### [WHAT YOU SHOULD DO]
Where the string "CancellationToken" occurs in a line of the entries below, copy that line.

Saved data entries:
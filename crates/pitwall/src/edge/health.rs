//! Health-driven automatic quality control
//!
//! Watches the encoder's throughput ratio (wall-clock encoding speed, 1.0 =
//! real time) and how often it restarts, and steps the quality profile one
//! notch at a time with hysteresis:
//! - Downshift after 20s continuously unhealthy
//! - Upshift after 120s continuously healthy, never above the manual ceiling
//!
//! "Unhealthy" means the 30s average ratio is below 0.90 or the encoder
//! restarted more than 3 times in the last 5 minutes.

use std::time::{Duration, Instant};
use tracing::{debug, info};

use super::window::{EventWindow, RatioWindow};
use crate::profile::QualityProfile;

/// Health controller tunables.
#[derive(Debug, Clone)]
pub struct HealthConfig {
    pub ratio_window: Duration,
    pub restart_window: Duration,
    /// Average ratio below this is unhealthy
    pub min_ratio: f64,
    /// More restarts than this in the restart window is unhealthy
    pub max_restarts: usize,
    pub downgrade_after: Duration,
    pub upgrade_after: Duration,
}

impl Default for HealthConfig {
    fn default() -> Self {
        Self {
            ratio_window: Duration::from_secs(30),
            restart_window: Duration::from_secs(300),
            min_ratio: 0.90,
            max_restarts: 3,
            downgrade_after: Duration::from_secs(20),
            upgrade_after: Duration::from_secs(120),
        }
    }
}

/// What the health controller wants.
#[derive(Debug, Clone, Copy, PartialEq, Eq)]
pub enum HealthDecision {
    Hold,
    ChangeTo(QualityProfile),
}

/// Snapshot of the last evaluation, for status reporting.
#[derive(Debug, Clone, Copy, PartialEq)]
pub struct HealthReading {
    pub average_ratio: Option<f64>,
    pub restarts: usize,
    pub healthy: Option<bool>,
}

pub struct HealthController {
    current: QualityProfile,
    /// Highest profile auto-quality may climb to
    ceiling: QualityProfile,
    ratios: RatioWindow,
    restarts: EventWindow,
    unhealthy_since: Option<Instant>,
    healthy_since: Option<Instant>,
    config: HealthConfig,
}

impl HealthController {
    /// Start at `profile`, which is also the initial ceiling.
    pub fn new(config: HealthConfig, profile: QualityProfile) -> Self {
        Self {
            current: profile,
            ceiling: profile,
            ratios: RatioWindow::new(config.ratio_window),
            restarts: EventWindow::new(config.restart_window),
            unhealthy_since: None,
            healthy_since: None,
            config,
        }
    }

    pub fn current(&self) -> QualityProfile {
        self.current
    }

    pub fn ceiling(&self) -> QualityProfile {
        self.ceiling
    }

    pub fn record_ratio(&mut self, at: Instant, ratio: f64) {
        self.ratios.record(at, ratio);
    }

    pub fn record_restart(&mut self, at: Instant) {
        self.restarts.record(at);
    }

    /// An operator picked a profile: it becomes the ceiling and the
    /// healthy timer starts over.
    pub fn set_manual(&mut self, profile: QualityProfile) {
        info!("Auto quality: manual profile {} (new ceiling)", profile);
        self.current = profile;
        self.ceiling = profile;
        self.healthy_since = None;
        self.unhealthy_since = None;
        self.ratios.clear();
    }

    /// Sync to the profile the encoder actually runs.
    pub fn observe(&mut self, profile: QualityProfile) {
        if profile != self.current {
            debug!("Auto quality: encoder now at {}", profile);
            self.current = profile;
            self.ratios.clear();
        }
    }

    pub fn reading(&mut self, now: Instant) -> HealthReading {
        let average_ratio = self.ratios.average(now);
        let restarts = self.restarts.count(now);
        let unhealthy = average_ratio.is_some_and(|a| a < self.config.min_ratio)
            || restarts > self.config.max_restarts;
        let healthy = if unhealthy {
            Some(false)
        } else if average_ratio.is_some() {
            Some(true)
        } else {
            None
        };
        HealthReading {
            average_ratio,
            restarts,
            healthy,
        }
    }

    /// Decide whether to step the profile. Call periodically.
    pub fn evaluate(&mut self, now: Instant) -> HealthDecision {
        let reading = self.reading(now);
        match reading.healthy {
            Some(false) => {
                self.healthy_since = None;
                let since = *self.unhealthy_since.get_or_insert(now);
                let held = now.saturating_duration_since(since);
                debug!(
                    "Auto quality: unhealthy for {:.1}s (ratio {:?}, restarts {})",
                    held.as_secs_f64(),
                    reading.average_ratio,
                    reading.restarts
                );
                if held >= self.config.downgrade_after {
                    if let Some(lower) = self.current.lower() {
                        info!(
                            "Auto quality: downshift {} -> {} (ratio {:?}, restarts {})",
                            self.current, lower, reading.average_ratio, reading.restarts
                        );
                        self.step_to(lower);
                        return HealthDecision::ChangeTo(lower);
                    }
                }
            }
            Some(true) => {
                self.unhealthy_since = None;
                let since = *self.healthy_since.get_or_insert(now);
                if now.saturating_duration_since(since) >= self.config.upgrade_after {
                    match self.current.higher() {
                        Some(higher) if higher <= self.ceiling => {
                            info!(
                                "Auto quality: upshift {} -> {} (ratio {:?})",
                                self.current, higher, reading.average_ratio
                            );
                            self.step_to(higher);
                            return HealthDecision::ChangeTo(higher);
                        }
                        _ => {}
                    }
                }
            }
            // No samples: nothing is encoding, so neither timer runs
            None => {
                self.unhealthy_since = None;
                self.healthy_since = None;
            }
        }
        HealthDecision::Hold
    }

    fn step_to(&mut self, profile: QualityProfile) {
        self.current = profile;
        self.unhealthy_since = None;
        self.healthy_since = None;
        self.ratios.clear();
    }
}
//! Edge side of the command push channel
//!
//! Holds a WebSocket open to the cloud's `/ws/edge`, authenticated with the
//! truck token, and forwards every `edge_command` frame to the agent.
//! Reconnects forever with jittered backoff; the attempt counter resets
//! after each successful connect.

use anyhow::{Context, Result};
use futures_util::StreamExt;
use tokio::sync::mpsc;
use tokio_tungstenite::tungstenite::client::IntoClientRequest;
use tokio_tungstenite::tungstenite::http::HeaderValue;
use tokio_tungstenite::tungstenite::Message;
use tokio_util::sync::CancellationToken;
use tracing::{debug, info, warn};

use super::backoff::BackoffPolicy;
use crate::command::{CommandEnvelope, RedactedString};
use crate::event::PushEvent;
use crate::protocol::TRUCK_TOKEN_HEADER;

/// `http(s)://host` → `ws(s)://host/ws/edge`
pub fn edge_feed_url(cloud_url: &str) -> String {
    let base = cloud_url.trim_end_matches('/');
    let base = if let Some(rest) = base.strip_prefix("https://") {
        format!("wss://{}", rest)
    } else if let Some(rest) = base.strip_prefix("http://") {
        format!("ws://{}", rest)
    } else {
        base.to_string()
    };
    format!("{}/ws/edge", base)
}

enum SessionEnd {
    /// Shutdown requested or nobody left to hand commands to
    Finished,
    /// The cloud closed the socket or it dropped
    Dropped,
}

pub struct CommandListener {
    url: String,
    token: RedactedString,
    backoff: BackoffPolicy,
    commands: mpsc::Sender<CommandEnvelope>,
}

impl CommandListener {
    pub fn new(
        cloud_url: &str,
        token: RedactedString,
        commands: mpsc::Sender<CommandEnvelope>,
    ) -> Self {
        Self {
            url: edge_feed_url(cloud_url),
            token,
            backoff: BackoffPolicy::reconnect(),
            commands,
        }
    }

    pub fn with_backoff(mut self, backoff: BackoffPolicy) -> Self {
        self.backoff = backoff;
        self
    }

    /// Connect/reconnect loop. Returns on cancellation.
    pub async fn run(self, cancel: CancellationToken) {
        let mut attempt = 0u32;
        loop {
            match self.session(&cancel, &mut attempt).await {
                Ok(SessionEnd::Finished) => return,
                Ok(SessionEnd::Dropped) => info!("Command channel closed"),
                Err(e) => warn!("Command channel error: {:#}", e),
            }

            let delay = self.backoff.delay(attempt);
            attempt = attempt.saturating_add(1);
            info!(
                attempt,
                "Reconnecting command channel in {:.1}s",
                delay.as_secs_f64()
            );
            tokio::select! {
                _ = cancel.cancelled() => return,
                _ = tokio::time::sleep(delay) => {}
            }
        }
    }

    async fn session(&self, cancel: &CancellationToken, attempt: &mut u32) -> Result<SessionEnd> {
        let mut request = self
            .url
            .as_str()
            .into_client_request()
            .with_context(|| format!("Invalid command channel URL {}", self.url))?;
        request.headers_mut().insert(
            TRUCK_TOKEN_HEADER,
            HeaderValue::from_str(self.token.expose()).context("Truck token is not a valid header")?,
        );

        let (mut ws, _response) = tokio::select! {
            _ = cancel.cancelled() => return Ok(SessionEnd::Finished),
            conn = tokio_tungstenite::connect_async(request) => {
                conn.with_context(|| format!("Failed to connect to {}", self.url))?
            }
        };
        info!(url = %self.url, "Command channel connected");
        *attempt = 0;

        loop {
            let msg = tokio::select! {
                _ = cancel.cancelled() => {
                    let _ = ws.close(None).await;
                    return Ok(SessionEnd::Finished);
                }
                msg = ws.next() => msg,
            };
            let text = match msg {
                Some(Ok(Message::Text(text))) => text,
                Some(Ok(Message::Close(_))) | None => return Ok(SessionEnd::Dropped),
                // Pings are answered by tungstenite
                Some(Ok(_)) => continue,
                Some(Err(e)) => return Err(e).context("Command channel read failed"),
            };

            match serde_json::from_str::<PushEvent>(text.as_str()) {
                Ok(PushEvent::EdgeCommand { command, .. }) => {
                    debug!(
                        command_id = %command.command_id,
                        command = %command.command,
                        "Command received"
                    );
                    if self.commands.send(command).await.is_err() {
                        return Ok(SessionEnd::Finished);
                    }
                }
                Ok(other) => debug!(event = other.name(), "Ignoring push event"),
                Err(e) => warn!(error = %e, "Unparseable push frame"),
            }
        }
    }
}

### [COMPLETED TASK]
use tokio_util::sync::CancellationToken;
    pub async fn run(self, cancel: CancellationToken) {
    async fn session(&self, cancel: &CancellationToken, attempt: &mut u32) -> Result<SessionEnd> {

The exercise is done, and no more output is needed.